WHAT THIS TASK INVOLVES
From the line containing "a new turn." to the very last line of the data below, transcribe everything exactly and nothing more.

DATASET EXCERPTS

/// Phase 1: units with no month-long order and nothing else claiming
/// their month fall back to working for wages.
pub fn default_work_orders(session: &mut Session, _ctx: &TurnCtx) -> Result<(), PhaseError> {
    let npc_factions: Vec<u32> = session
        .factions
        .iter()
        .filter(|f| f.is_npc)
        .map(|f| f.num)
        .collect();
    for region in &mut session.regions {
        if region.is_ocean() {
            continue;
        }
        for unit in &mut region.units {
            if npc_factions.contains(&unit.faction) || unit.month_order.is_some() {
                continue;
            }
            // Tax, pillage, and teach occupy the month themselves.
            let month_claimed = unit
                .orders
                .iter()
                .any(|o| matches!(o, Order::Tax | Order::Pillage | Order::Teach { .. }));
            if !month_claimed {
                unit.month_order = Some(MonthOrder::Work);
            }
        }
    }
    Ok(())
}

/// Phase 2: factions that have missed too many consecutive turns are
/// flagged as quitting and stripped of their pending orders before they
/// can act. Their assets are wound up by the quit phase.
pub fn remove_inactive_factions(session: &mut Session, ctx: &TurnCtx) -> Result<(), PhaseError> {
    let turn = session.turn;
    let mut removed = Vec::new();
    for faction in &mut session.factions {
        if faction.is_npc || !faction.exists || faction.quit {
            continue;
        }
        if turn.saturating_sub(faction.last_orders) >= ctx.rules.max_inactive_turns {
            faction.quit = true;
            faction.event("Removed from the game for inactivity.".to_string());
            removed.push(faction.num);
        }
    }
    if !removed.is_empty() {
        for region in &mut session.regions {
            for unit in &mut region.units {
                if removed.contains(&unit.faction) {
                    unit.orders.clear();
                    unit.month_order = None;
                }
            }
        }
    }
    Ok(())
}

/// Phases 19 and 22: delete empty units, sink uncrewed ships, and drown
/// units left in the open ocean. Run twice per turn because movement can
/// newly empty, uncrew, or strand units.
pub fn unit_cleanup(session: &mut Session, _ctx: &TurnCtx) -> Result<(), PhaseError> {
    delete_empty_units(session);
    sink_uncrewed_ships(session);
    drown_units(session);
    Ok(())
}

fn delete_empty_units(session: &mut Session) {
    for region in &mut session.regions {
        region.units.retain(|u| !u.is_empty());
    }
}
//! Factions: the players and autonomous actors of a game.

use serde::{Deserialize, Serialize};

/// A player or NPC faction.
#[derive(Debug, Clone, PartialEq, Serialize, Deserialize)]
pub struct Faction {
    pub num: u32,
    pub name: String,
    /// Autonomous factions are never asked for orders.
    pub is_npc: bool,
    /// Cleared when the faction dies; purged at end of turn.
    pub exists: bool,
    /// Set by a QUIT order or by inactivity removal.
    pub quit: bool,
    /// Turn number of the last orders submission.
    pub last_orders: u32,
    /// Silver reserve withdrawable by the faction's units.
    pub unclaimed: i64,
    /// Per-turn report lines: things that happened to the faction.
    #[serde(default)]
    pub events: Vec<String>,
    /// Per-turn report lines: problems with the faction's orders.
    #[serde(default)]
    pub errors: Vec<String>,
}

impl Faction {
    pub fn new(num: u32, name: impl Into<String>, is_npc: bool) -> Faction {
        Faction {
            num,
            name: name.into(),
            is_npc,
            exists: true,
            quit: false,
            last_orders: 0,
            unclaimed: 0,
            events: Vec::new(),
            errors: Vec::new(),
        }
    }

    pub fn event(&mut self, message: impl Into<String>) {
        self.events.push(message.into());
    }

    pub fn error(&mut self, message: impl Into<String>) {
        self.errors.push(message.into());
    }

    /// Drops last turn's report lines at the start of a new turn.
    pub fn clear_diagnostics(&mut self) {
        self.events.clear();
        self.errors.clear();
    }
}

#[cfg(test)]
mod tests {
    use super::*;

    #[test]
    fn new_faction_exists_and_has_no_diagnostics() {
        let faction = Faction::new(3, "The Iron Pact", false);
        assert!(faction.exists);
        assert!(!faction.quit);
        assert!(!faction.is_npc);
        assert!(faction.events.is_empty());
        assert!(faction.errors.is_empty());
    }

    #[test]
    fn diagnostics_accumulate_and_clear() {
        let mut faction = Faction::new(1, "f", false);
        faction.event("Taxes collected.");
        faction.error("No such unit.");
        assert_eq!(faction.events.len(), 1);
        assert_eq!(faction.errors.len(), 1);
        faction.clear_diagnostics();
        assert!(faction.events.is_empty());
        assert!(faction.errors.is_empty());
    }
}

ANSWER FOR THIS EXERCISE
    /// Drops last turn's report lines at the start of a new turn.
    pub fn clear_diagnostics(&mut self) {
        self.events.clear();
        self.errors.clear();
    }
}

#[cfg(test)]
mod tests {
    use super::*;

    #[test]
    fn new_faction_exists_and_has_no_diagnostics() {
        let faction = Faction::new(3, "The Iron Pact", false);
        assert!(faction.exists);
        assert!(!faction.quit);
        assert!(!faction.is_npc);
        assert!(faction.events.is_empty());
        assert!(faction.errors.is_empty());
    }

    #[test]
    fn diagnostics_accumulate_and_clear() {
        let mut faction = Faction::new(1, "f", false);
        faction.event("Taxes collected.");
        faction.error("No such unit.");
        assert_eq!(faction.events.len(), 1);
        assert_eq!(faction.errors.len(), 1);
        faction.clear_diagnostics();
        assert!(faction.events.is_empty());
        assert!(faction.errors.is_empty());
    }
}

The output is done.